## TASK OBJECTIVE:
The number of lines below that contain the word "BorrowerId" is all that the answer should hold.

## TASK INPUT:
>>>
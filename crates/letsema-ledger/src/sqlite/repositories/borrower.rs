//! Borrower repository — CRUD for the `borrowers` table.
//!
//! Borrowers are the central identity record. The `national_id` column is
//! the key used to reconcile identity against partner clusters.

use letsema_core::BorrowerId;
use rusqlite::{Connection, OptionalExtension, Row, params};

use crate::errors::Result;
use crate::sqlite::row_types::BorrowerRow;

/// Options for creating a new borrower.
pub struct CreateBorrowerOptions<'a> {
    /// Full legal name.
    pub full_name: &'a str,
    /// Email address (must be unique).
    pub email: &'a str,
    /// Phone number.
    pub phone: &'a str,
    /// National identifier (must be unique).
    pub national_id: &'a str,
    /// Central credit score, if known.
    pub credit_score: Option<i64>,
}

/// Borrower repository — stateless, every method takes `&Connection`.
pub struct BorrowerRepo;

impl BorrowerRepo {
    /// Create a new borrower.
    pub fn create(conn: &Connection, opts: &CreateBorrowerOptions<'_>) -> Result<BorrowerRow> {
        let id = BorrowerId::new().into_inner();
        let now = chrono::Utc::now().to_rfc3339();
        let _ = conn.execute(
            "INSERT INTO borrowers (id, full_name, email, phone, national_id, credit_score, created_at, updated_at)
             VALUES (?1, ?2, ?3, ?4, ?5, ?6, ?7, ?8)",
            params![
                id,
                opts.full_name,
                opts.email,
                opts.phone,
                opts.national_id,
                opts.credit_score,
                now,
                now
            ],
        )?;
        Ok(BorrowerRow {
            id,
            full_name: opts.full_name.to_string(),
            email: opts.email.to_string(),
            phone: opts.phone.to_string(),
            national_id: opts.national_id.to_string(),
            credit_score: opts.credit_score,
            created_at: now.clone(),
            updated_at: now,
        })
    }

    /// Get borrower by ID.
    pub fn get_by_id(conn: &Connection, borrower_id: &str) -> Result<Option<BorrowerRow>> {
        let row = conn
            .query_row(
                &format!("{SELECT_SQL} WHERE id = ?1"),
                params![borrower_id],
                map_row,
            )
            .optional()?;
        Ok(row)
    }

    /// Get borrower by national identifier.
    pub fn get_by_national_id(conn: &Connection, national_id: &str) -> Result<Option<BorrowerRow>> {
        let row = conn
            .query_row(
                &format!("{SELECT_SQL} WHERE national_id = ?1"),
                params![national_id],
                map_row,
            )
            .optional()?;
        Ok(row)
    }

    /// List all borrowers ordered by creation time.
    pub fn list(conn: &Connection) -> Result<Vec<BorrowerRow>> {
        let mut stmt = conn.prepare(&format!("{SELECT_SQL} ORDER BY created_at"))?;
        let rows = stmt
            .query_map([], map_row)?
            .collect::<std::result::Result<Vec<_>, _>>()?;
        Ok(rows)
    }

    /// Update the central credit score. Returns `true` if a row changed.
    pub fn update_credit_score(
        conn: &Connection,
        borrower_id: &str,
        credit_score: Option<i64>,
    ) -> Result<bool> {
        let now = chrono::Utc::now().to_rfc3339();
        let changed = conn.execute(
            "UPDATE borrowers SET credit_score = ?1, updated_at = ?2 WHERE id = ?3",
            params![credit_score, now, borrower_id],
        )?;
        Ok(changed > 0)
    }

    /// Count total borrowers.
    pub fn count(conn: &Connection) -> Result<i64> {
        let count: i64 = conn.query_row("SELECT COUNT(*) FROM borrowers", [], |row| row.get(0))?;
        Ok(count)
    }
}

const SELECT_SQL: &str = "SELECT id, full_name, email, phone, national_id, credit_score, \
                          created_at, updated_at FROM borrowers";

fn map_row(row: &Row<'_>) -> rusqlite::Result<BorrowerRow> {
    Ok(BorrowerRow {
        id: row.get(0)?,
        full_name: row.get(1)?,
        email: row.get(2)?,
        phone: row.get(3)?,
        national_id: row.get(4)?,
        credit_score: row.get(5)?,
        created_at: row.get(6)?,
        updated_at: row.get(7)?,
    })
}

// ─────────────────────────────────────────────────────────────────────────────
// Tests
// ─────────────────────────────────────────────────────────────────────────────

#[cfg(test)]
#[allow(unused_results)]
mod tests {
    use super::*;
    use crate::sqlite::migrations::run_migrations;

    fn setup() -> Connection {
        let conn = Connection::open_in_memory().unwrap();
        conn.execute_batch("PRAGMA journal_mode = WAL; PRAGMA foreign_keys = ON;")
            .unwrap();
        run_migrations(&conn).unwrap();
        conn
    }

    fn opts<'a>(email: &'a str, national_id: &'a str) -> CreateBorrowerOptions<'a> {
        CreateBorrowerOptions {
            full_name: "Thabo Mokoena",
            email,
            phone: "+26650000000",
            national_id,
            credit_score: None,
        }
    }

    #[test]
    fn create_borrower() {
        let conn = setup();
        let b = BorrowerRepo::create(&conn, &opts("t@x.com", "N100")).unwrap();
        assert!(b.id.starts_with("bor_"));
        assert_eq!(b.national_id, "N100");
        assert!(b.credit_score.is_none());
    }

    #[test]
    fn duplicate_national_id_fails() {
        let conn = setup();
        BorrowerRepo::create(&conn, &opts("a@x.com", "N100")).unwrap();
        let dup = BorrowerRepo::create(&conn, &opts("b@x.com", "N100"));
        assert!(dup.is_err());
    }

    #[test]
    fn get_by_national_id() {
        let conn = setup();
        let b = BorrowerRepo::create(&conn, &opts("t@x.com", "TEST123")).unwrap();
        let found = BorrowerRepo::get_by_national_id(&conn, "TEST123")
            .unwrap()
            .unwrap();
        assert_eq!(found.id, b.id);
    }

    #[test]
    fn get_by_national_id_not_found() {
        let conn = setup();
        assert!(
            BorrowerRepo::get_by_national_id(&conn, "NOPE")
                .unwrap()
                .is_none()
        );
    }

    #[test]
    fn update_credit_score() {
        let conn = setup();
        let b = BorrowerRepo::create(&conn, &opts("t@x.com", "N1")).unwrap();
        assert!(BorrowerRepo::update_credit_score(&conn, &b.id, Some(720)).unwrap());
        let updated = BorrowerRepo::get_by_id(&conn, &b.id).unwrap().unwrap();
        assert_eq!(updated.credit_score, Some(720));
    }

    #[test]
    fn list_and_count() {
        let conn = setup();
        assert_eq!(BorrowerRepo::count(&conn).unwrap(), 0);
        BorrowerRepo::create(&conn, &opts("a@x.com", "N1")).unwrap();
        BorrowerRepo::create(&conn, &opts("b@x.com", "N2")).unwrap();
        assert_eq!(BorrowerRepo::count(&conn).unwrap(), 2);
        assert_eq!(BorrowerRepo::list(&conn).unwrap().len(), 2);
    }
}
<<<
## ANSWER BELOW:
2